Some of Skelley’s biblical satire in the first section reads like Groucho-esque one-liners. “Old Testament Role Reversal” goes: “Job’s lot was Lot’s job.” “Totalogy” goes: “Sometimes fate is inevitable.” (Can you see that in a Chinese fortune cookie?) “Shit-Lit” goes: “I invented YOLO, then I got Me-Too’d.” You Only Live Once. “Non-Binary” is especially clever:

	They say there are
	2 kinds of people:
	People who divide people
	into 2 kinds of people,
	and people who don’t.

	Put me in that group.

Cue the rim shot. “ba-dum-bum-CHING.”

Jack Skelley is essentially a sit-down comic. His Falstaffian vulgarity lights up the page.
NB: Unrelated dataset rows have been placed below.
//! # Fidash Ext File
//!
//! File-based and in-memory sources for holdings exports.
//!
//! This crate provides the loaders used in front of the aggregation core:
//! - [`FileHoldingsSource`]: reads an export from disk
//! - [`MemoryHoldingsSource`]: wraps bytes already in memory, such as an upload buffer
//!
//! Both implement [`HoldingsSource`](fidash_holdings::HoldingsSource) and are passed to [`fidash_holdings::run`].

#![warn(missing_docs)]
#![warn(clippy::all)]

mod file;
mod memory;

pub use file::*;
pub use memory::*;

use fidash_holdings::{AggregationConfig, HoldingsResult, HoldingsViews};
use std::path::Path;

/// Create a file-based holdings source.
pub fn create_file_source(path: impl AsRef<Path>) -> FileHoldingsSource {
    FileHoldingsSource::new(path)
}

/// Load and aggregate the export at `path` with the default configuration.
///
/// # Errors
///
/// Returns an I/O error if the file cannot be read, or a parse error if its
/// contents are not a valid export.
pub fn process_file(path: impl AsRef<Path>) -> HoldingsResult<HoldingsViews> {
    let source = FileHoldingsSource::new(path);
    fidash_holdings::run(&source, &AggregationConfig::default())
}
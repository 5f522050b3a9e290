//! Category exposure views.
//!
//! An exposure is the summed weight of every record sharing a category.
//! Records with an absent weight are skipped entirely, so they never create
//! a group of their own.

use std::collections::BTreeMap;

use rust_decimal::Decimal;
use serde::{Deserialize, Serialize};

use crate::types::{Record, Table};

/// Categorical field used to group records.
#[derive(Debug, Clone, Copy, PartialEq, Eq, Hash, Serialize, Deserialize)]
pub enum GroupField {
    /// Group by country.
    Country,
    /// Group by credit rating.
    Rating,
    /// Group by issuer.
    Issuer,
}

impl GroupField {
    /// Returns the category value of a record for this field.
    #[must_use]
    pub fn key<'a>(&self, record: &'a Record) -> &'a str {
        match self {
            Self::Country => &record.country,
            Self::Rating => &record.rating,
            Self::Issuer => &record.issuer,
        }
    }

    /// Returns the column name of the field.
    #[must_use]
    pub fn name(&self) -> &'static str {
        match self {
            Self::Country => "Country",
            Self::Rating => "Rating",
            Self::Issuer => "Issuer",
        }
    }
}

impl std::fmt::Display for GroupField {
    fn fmt(&self, f: &mut std::fmt::Formatter<'_>) -> std::fmt::Result {
        write!(f, "{}", self.name())
    }
}

/// Summed weight of one category.
#[derive(Debug, Clone, PartialEq, Eq, Serialize, Deserialize)]
pub struct Exposure {
    /// Category label.
    pub label: String,
    /// Summed weight in percentage units.
    pub weight: Decimal,
}

impl Exposure {
    /// Creates an exposure entry.
    #[must_use]
    pub fn new(label: impl Into<String>, weight: Decimal) -> Self {
        Self {
            label: label.into(),
            weight,
        }
    }
}

/// Sums present weights per category, largest first.
///
/// Groups are collected in label order before the stable descending sort,
/// so equal sums keep label order.
#[must_use]
pub fn group_sum(table: &Table, field: GroupField) -> Vec<Exposure> {
    let mut sums: BTreeMap<&str, Decimal> = BTreeMap::new();
    for record in table {
        if let Some(weight) = record.weight.value() {
            let sum = sums.entry(field.key(record)).or_insert(Decimal::ZERO);
            *sum += weight;
        }
    }

    let mut result: Vec<Exposure> = sums
        .into_iter()
        .map(|(label, weight)| Exposure::new(label, weight))
        .collect();
    sort_descending(&mut result);
    result
}

/// Country exposure, largest first.
#[must_use]
pub fn country_exposure(table: &Table) -> Vec<Exposure> {
    group_sum(table, GroupField::Country)
}

/// Rating exposure, largest first.
#[must_use]
pub fn rating_exposure(table: &Table) -> Vec<Exposure> {
    group_sum(table, GroupField::Rating)
}

/// Stable sort by weight, largest first.
pub(crate) fn sort_descending(exposures: &mut [Exposure]) {
    exposures.sort_by(|a, b| b.weight.cmp(&a.weight));
}

/// Stable sort by weight, smallest first.
pub(crate) fn sort_ascending(exposures: &mut [Exposure]) {
    exposures.sort_by(|a, b| a.weight.cmp(&b.weight));
}
//! Configuration for holdings aggregation.

use serde::{Deserialize, Serialize};

use crate::error::{HoldingsError, HoldingsResult};

/// Non-data rows at the top of a standard holdings export.
pub const DEFAULT_SKIP_ROWS: usize = 6;

/// Security type retained by the report.
pub const CORPORATE_BONDS: &str = "Corporate Bonds";

/// Number of entries in the top holdings and top issuers views.
pub const DEFAULT_TOP_N: usize = 10;

/// Configuration for holdings aggregation.
///
/// The defaults match the standard fund export and should not normally be
/// changed.
#[derive(Debug, Clone, PartialEq, Eq, Serialize, Deserialize)]
pub struct AggregationConfig {
    /// Leading non-data rows discarded before the header row.
    pub skip_rows: usize,

    /// Exact security type to keep (case-sensitive).
    pub security_type: String,

    /// Size of the ranked views.
    pub top_n: usize,

    /// Compute the four views concurrently (requires 'parallel' feature).
    pub parallel: bool,

    /// Minimum retained records to trigger parallel aggregation.
    pub parallel_threshold: usize,
}

impl Default for AggregationConfig {
    fn default() -> Self {
        Self {
            skip_rows: DEFAULT_SKIP_ROWS,
            security_type: CORPORATE_BONDS.to_string(),
            top_n: DEFAULT_TOP_N,
            parallel: false,
            parallel_threshold: 1000,
        }
    }
}

impl AggregationConfig {
    /// Creates a new config with default settings.
    #[must_use]
    pub fn new() -> Self {
        Self::default()
    }

    /// Sets the number of leading rows to skip.
    #[must_use]
    pub fn with_skip_rows(mut self, skip_rows: usize) -> Self {
        self.skip_rows = skip_rows;
        self
    }

    /// Sets the security type filter.
    #[must_use]
    pub fn with_security_type(mut self, security_type: impl Into<String>) -> Self {
        self.security_type = security_type.into();
        self
    }

    /// Sets the size of the ranked views.
    #[must_use]
    pub fn with_top_n(mut self, top_n: usize) -> Self {
        self.top_n = top_n;
        self
    }

    /// Sets whether to use parallel aggregation.
    #[must_use]
    pub fn with_parallel(mut self, enabled: bool) -> Self {
        self.parallel = enabled;
        self
    }

    /// Sets the threshold for parallel aggregation.
    #[must_use]
    pub fn with_threshold(mut self, threshold: usize) -> Self {
        self.parallel_threshold = threshold;
        self
    }

    /// Returns true if parallel aggregation should be used for the given count.
    #[must_use]
    pub fn should_parallelize(&self, count: usize) -> bool {
        cfg!(feature = "parallel") && self.parallel && count >= self.parallel_threshold
    }

    /// Checks the config before a run.
    ///
    /// # Errors
    ///
    /// Returns [`HoldingsError::InvalidConfig`] for a zero `top_n` or an empty
    /// security type.
    pub fn validate(&self) -> HoldingsResult<()> {
        if self.top_n == 0 {
            return Err(HoldingsError::invalid_config(
                "top_n",
                "must be at least 1",
            ));
        }
        if self.security_type.is_empty() {
            return Err(HoldingsError::invalid_config(
                "security_type",
                "must not be empty",
            ));
        }
        Ok(())
    }
}
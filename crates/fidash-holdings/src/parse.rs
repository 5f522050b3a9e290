//! Parsing raw export bytes into a [`Table`].
//!
//! Exports carry a fixed number of banner rows (fund name, as-of date and
//! similar) before a single header row. The header text is consumed but not
//! trusted: the first six columns are renamed by position to
//! [`COLUMN_NAMES`](crate::types::COLUMN_NAMES).

use tracing::debug;

use crate::error::{HoldingsError, HoldingsResult};
use crate::types::{Record, Table, COLUMN_COUNT};

/// Parses CSV bytes into a table of holdings records.
///
/// The first `skip_rows` physical lines are discarded, blank lines
/// included, and the next row is taken as the header. Every following row
/// is a data row. Rows may have different widths; columns beyond the sixth
/// are ignored and short rows are padded with empty cells.
///
/// # Errors
///
/// Returns [`HoldingsError::Parse`] if the bytes are not valid CSV or UTF-8,
/// if there are fewer than `skip_rows` lines before the header, if the
/// header row is missing, or if the header row has fewer than six columns.
pub fn parse_table(bytes: &[u8], skip_rows: usize) -> HoldingsResult<Table> {
    let body = skip_lines(bytes, skip_rows)?;
    let offset = skip_rows as u64;

    let mut reader = csv::ReaderBuilder::new()
        .has_headers(false)
        .flexible(true)
        .from_reader(body);
    let mut rows = reader.records();

    let header_row = offset + 1;
    let header = rows
        .next()
        .ok_or_else(|| HoldingsError::parse_at(header_row, "missing header row"))?
        .map_err(|e| csv_error(e, offset))?;

    if header.len() < COLUMN_COUNT {
        return Err(HoldingsError::parse_at(
            header_row,
            format!(
                "expected at least {COLUMN_COUNT} columns, found {}",
                header.len()
            ),
        ));
    }

    let records = rows
        .map(|row| row.map(|r| Record::from_row(&r)))
        .collect::<Result<Vec<_>, _>>()
        .map_err(|e| csv_error(e, offset))?;

    debug!(
        skipped = skip_rows,
        columns = header.len(),
        records = records.len(),
        "Parsed holdings table"
    );

    Ok(Table::new(records))
}

/// Returns the bytes after the first `count` lines.
///
/// The csv reader drops empty lines, so banner lines are counted here on
/// the raw bytes.
fn skip_lines(bytes: &[u8], count: usize) -> HoldingsResult<&[u8]> {
    let mut rest = bytes;
    for skipped in 0..count {
        if rest.is_empty() {
            return Err(HoldingsError::parse(format!(
                "expected {count} leading rows before the header, found {skipped}"
            )));
        }
        rest = match rest.iter().position(|&b| b == b'\n') {
            Some(end) => &rest[end + 1..],
            None => &[],
        };
    }
    Ok(rest)
}

/// Converts a csv error, shifting its line back to a position in the export.
fn csv_error(err: csv::Error, offset: u64) -> HoldingsError {
    match HoldingsError::from(err) {
        HoldingsError::Parse { row, reason } => HoldingsError::Parse {
            row: row.map(|r| r + offset),
            reason,
        },
        other => other,
    }
}
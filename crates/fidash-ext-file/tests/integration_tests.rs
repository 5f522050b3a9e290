//! Integration tests for fidash-ext-file.

use std::io::Write;

use fidash_ext_file::{create_file_source, process_file, FileHoldingsSource, MemoryHoldingsSource};
use fidash_holdings::prelude::*;
use rust_decimal_macros::dec;

const EXPORT: &str = "\
Core Bond Fund
Holdings as of,2024-06-28
Share class,Institutional
Currency,USD
Notes,-
Source,Fund administrator
Ticker,Weight (%),Rating,Country,Issuer,Sector
A,5,AAA,US,X,Corporate Bonds
B,bad,BBB,DE,Y,Corporate Bonds
C,10,AAA,US,Z,Government Bonds
";

fn write_export(contents: &str) -> tempfile::NamedTempFile {
    let mut file = tempfile::Builder::new().suffix(".csv").tempfile().unwrap();
    file.write_all(contents.as_bytes()).unwrap();
    file.flush().unwrap();
    file
}

#[test]
fn test_process_file() {
    let file = write_export(EXPORT);
    let views = process_file(file.path()).unwrap();

    assert_eq!(views.top_holdings, vec![HoldingWeight::new("A", dec!(5))]);
    assert_eq!(views.country_exposure, vec![Exposure::new("US", dec!(5))]);
    assert_eq!(views.rating_exposure, vec![Exposure::new("AAA", dec!(5))]);
    assert_eq!(views.top_issuers, vec![Exposure::new("X", dec!(5))]);
}

#[test]
fn test_file_and_memory_sources_agree() {
    let file = write_export(EXPORT);
    let config = AggregationConfig::default();

    let from_file = run(&create_file_source(file.path()), &config).unwrap();
    let from_memory = run(&MemoryHoldingsSource::new(EXPORT), &config).unwrap();

    assert_eq!(from_file, from_memory);
}

#[test]
fn test_boxed_sources() {
    let file = write_export(EXPORT);
    let sources: Vec<Box<dyn HoldingsSource>> = vec![
        Box::new(FileHoldingsSource::new(file.path())),
        Box::new(MemoryHoldingsSource::new(EXPORT).with_name("upload.csv")),
    ];

    for source in &sources {
        let views = run(&**source, &AggregationConfig::default()).unwrap();
        assert_eq!(views.summary.retained_records, 2);
    }
}

#[test]
fn test_missing_file() {
    let dir = tempfile::tempdir().unwrap();
    let err = process_file(dir.path().join("nope.csv")).unwrap_err();
    assert!(matches!(err, HoldingsError::Io { .. }));
}

#[test]
fn test_empty_upload_is_parse_error() {
    let err = run(&MemoryHoldingsSource::new(Vec::new()), &AggregationConfig::default())
        .unwrap_err();
    assert!(err.is_parse());
}

#[test]
fn test_binary_upload_is_parse_error() {
    // Start of a zip container, as produced by spreadsheet formats.
    let bytes = b"PK\x03\x04\x14\x00\x06\x00\x08\x00\x00\x00!\x00\xff\xfe\xfd".to_vec();
    let err = run(&MemoryHoldingsSource::new(bytes), &AggregationConfig::default()).unwrap_err();
    assert!(err.is_parse());
}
Take “Reagan Is an Old Fart” from the “Toxic Assets” section:

	Reagan is an Old Fart.
	Reagan is a stinky oily fart
	seeping out the anus of an old corpulent
	Boss masturbating in the Dark.
  	Reagan is the fart and everyone	
	smells it every day.

BlazeVOX has done a splendid job with the presentation of this volume. Each section begins with an astonishing Pop-art-like illustration: Ronnie Reagan popping out of a television set; a happy white family at Disneyland framed by Mickey Mouse’s ears; Brian Jones’s fractured face in a guitar. The cover art depicts a spaceship with three people aboard, as if in a ride at an amusement park but somewhere out there in deep space. Erin Alexander did the illustrations.

I found the five vignettes about Brian Jones particularly intriguing, from his supreme self-confidence in the early stages of the Rolling Stones, through his meeting with Anita Pallenberg, their break-up, the rest of the band (Mick Jagger, Keith Richards, who had stolen Anita from Brian, Charlie Watts) offering Jones £100,000 to leave the band, and finally to the asthmatic Jones’s sad drowning. No less intriguing are the six selections about the Beach Boys and their association with Charles Manson.

Interstellar Theme Park revisits the trauma and glitz of an earlier time that persists today in the gods and idols the culture elevates. As Skelley notes in his introduction, one “lifelong, obsessive theme persists: a perverse celebration of pop iconography.”

And these icons, he notes, are essentially comic.